Do you have a secret stash of chocolates that you keep from your partner, or do you intentionally keep your spouse from knowing about something you bought online? New research indicates that small but commonly hidden actions such as these may be good for the relationship.
In the first known study of the emotional, behavioral and relational aspects of secret consumer behavior, researchers at the Indiana University Kelley School of Business, the University of Connecticut and Duke University found that guilt from secret consumption often leads to greater relationship investment.
“In our study, we found that 90% of people have recently kept everyday consumer behaviors a secret from a close other — like a friend or spouse — even though they also report that they don’t think their partner would care if they knew about it,” said Kelley Gullo Wight, an assistant professor of marketing at the Kelley School and one of two lead authors on the study. “Even though most of these secret acts are quite ordinary, they can still — positively — impact the relationship. The positive impact is an important piece.”

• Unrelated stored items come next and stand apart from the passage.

//! Test builders — ergonomic constructors for access-log lines and runs.
//!
//! These builders are designed for readability in test assertions, not for
//! production use. They panic on invalid input rather than returning `Result`.

use nxstat::{ingest, Aggregator, IngestSummary, Pipeline, ReaderFeed, Snapshot};

// ---------------------------------------------------------------------------
// LogLineBuilder
// ---------------------------------------------------------------------------

/// Fluent builder for access-log lines.
///
/// # Example
///
/// ```rust
/// let line = LogLineBuilder::new("10.0.0.7")
///     .path("/repository/npm-proxy/lodash/-/lodash-4.17.21.tgz")
///     .user_agent("npm/10.2.4 node/v20.9.0")
///     .build();
/// ```
pub struct LogLineBuilder {
    client: String,
    user: String,
    timestamp: Option<String>,
    method: String,
    path: String,
    status: u16,
    user_agent: Option<String>,
    nexus: bool,
}

impl LogLineBuilder {
    pub fn new(client: impl Into<String>) -> Self {
        Self {
            client: client.into(),
            user: "-".to_string(),
            timestamp: Some("18/Oct/2026:10:00:00 +0000".to_string()),
            method: "GET".to_string(),
            path: "/".to_string(),
            status: 200,
            user_agent: None,
            nexus: true,
        }
    }

    pub fn user(mut self, user: impl Into<String>) -> Self {
        self.user = user.into();
        self
    }

    pub fn timestamp(mut self, timestamp: impl Into<String>) -> Self {
        self.timestamp = Some(timestamp.into());
        self
    }

    pub fn no_timestamp(mut self) -> Self {
        self.timestamp = None;
        self
    }

    pub fn method(mut self, method: impl Into<String>) -> Self {
        self.method = method.into();
        self
    }

    pub fn path(mut self, path: impl Into<String>) -> Self {
        self.path = path.into();
        self
    }

    pub fn status(mut self, status: u16) -> Self {
        self.status = status;
        self
    }

    pub fn user_agent(mut self, user_agent: impl Into<String>) -> Self {
        self.user_agent = Some(user_agent.into());
        self
    }

    /// Emit the Apache "combined" layout (`… "referer" "agent"`) instead of
    /// the Nexus request.log layout.
    pub fn combined(mut self) -> Self {
        self.nexus = false;
        self
    }

    pub fn build(self) -> String {
        let ts = self
            .timestamp
            .map(|ts| format!("[{ts}] "))
            .unwrap_or_default();
        let request = format!("\"{} {} HTTP/1.1\"", self.method, self.path);
        let agent = self.user_agent.unwrap_or_else(|| "-".to_string());
        if self.nexus {
            format!(
                "{} - {} {ts}{request} {} - 512 3 \"{agent}\" [qtp1190524793-2410]",
                self.client, self.user, self.status
            )
        } else {
            format!(
                "{} - {} {ts}{request} {} 1234 \"-\" \"{agent}\"",
                self.client, self.user, self.status
            )
        }
    }
}

// ---------------------------------------------------------------------------
// Convenience constructors
// ---------------------------------------------------------------------------

/// A Maven artifact download by a Maven client.
pub fn maven_line(client: &str) -> String {
    LogLineBuilder::new(client)
        .path("/repository/maven-central/org/apache/commons/commons-lang3/3.14.0/commons-lang3-3.14.0.jar")
        .user_agent("Apache-Maven/3.9.6 (Java 17.0.9; Linux 6.5.0)")
        .build()
}

/// An npm tarball download by the npm CLI.
pub fn npm_line(client: &str) -> String {
    LogLineBuilder::new(client)
        .path("/repository/npm-proxy/lodash/-/lodash-4.17.21.tgz")
        .user_agent("npm/10.2.4 node/v20.9.0 linux x64 workspaces/false")
        .build()
}

/// A Docker manifest pull.
pub fn docker_line(client: &str) -> String {
    LogLineBuilder::new(client)
        .path("/repository/docker-hosted/v2/library/alpine/manifests/3.19")
        .user_agent("docker/24.0.7 go/go1.20.10 git-commit/311b9ff kernel/6.5.0 os/linux arch/amd64")
        .build()
}

/// A request for a Nexus UI asset, which must never be counted.
pub fn static_line(client: &str) -> String {
    LogLineBuilder::new(client)
        .path("/static/rapture/resources/images/shared/icon.png")
        .user_agent("Mozilla/5.0 (X11; Linux x86_64; rv:121.0) Gecko/20100101 Firefox/121.0")
        .build()
}

// ---------------------------------------------------------------------------
// Run helpers
// ---------------------------------------------------------------------------

/// Run `lines` through the built-in pipeline; return the summary and snapshot.
pub fn run_lines<S: AsRef<str>>(lines: &[S]) -> (IngestSummary, Snapshot) {
    run_lines_with(&Pipeline::builtin(), lines)
}

/// Run `lines` through `pipeline`; return the summary and snapshot.
pub fn run_lines_with<S: AsRef<str>>(pipeline: &Pipeline, lines: &[S]) -> (IngestSummary, Snapshot) {
    let mut aggregator = Aggregator::new();
    let summary = feed_lines(pipeline, &mut aggregator, lines);
    (summary, aggregator.snapshot())
}

/// Stream `lines` into an existing aggregator.
pub fn feed_lines<S: AsRef<str>>(
    pipeline: &Pipeline,
    aggregator: &mut Aggregator,
    lines: &[S],
) -> IngestSummary {
    let text = lines
        .iter()
        .map(|l| l.as_ref())
        .collect::<Vec<_>>()
        .join("\n");
    let mut feed = ReaderFeed::new("test", text.as_bytes());
    ingest(&mut feed, pipeline, aggregator, 0).expect("in-memory feed cannot fail")
}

Most previous research on secrets has focused on those that hide significant and negative information, such as trauma or extramarital affairs. That research has generally found negative outcomes of secrets.
In their research published in the Journal of Consumer Psychology, Wight and her co-authors explored how common it was for people not to tell significant others about their everyday consumption behavior and what the consequences were.
They found that keeping secrets about mundane consumption — such as sneaking pizza or a Big Mac or watching ahead on a TV show — can lead to slight feelings of guilt but also can drive people to want to invest more in their relationships, which is a positive effect.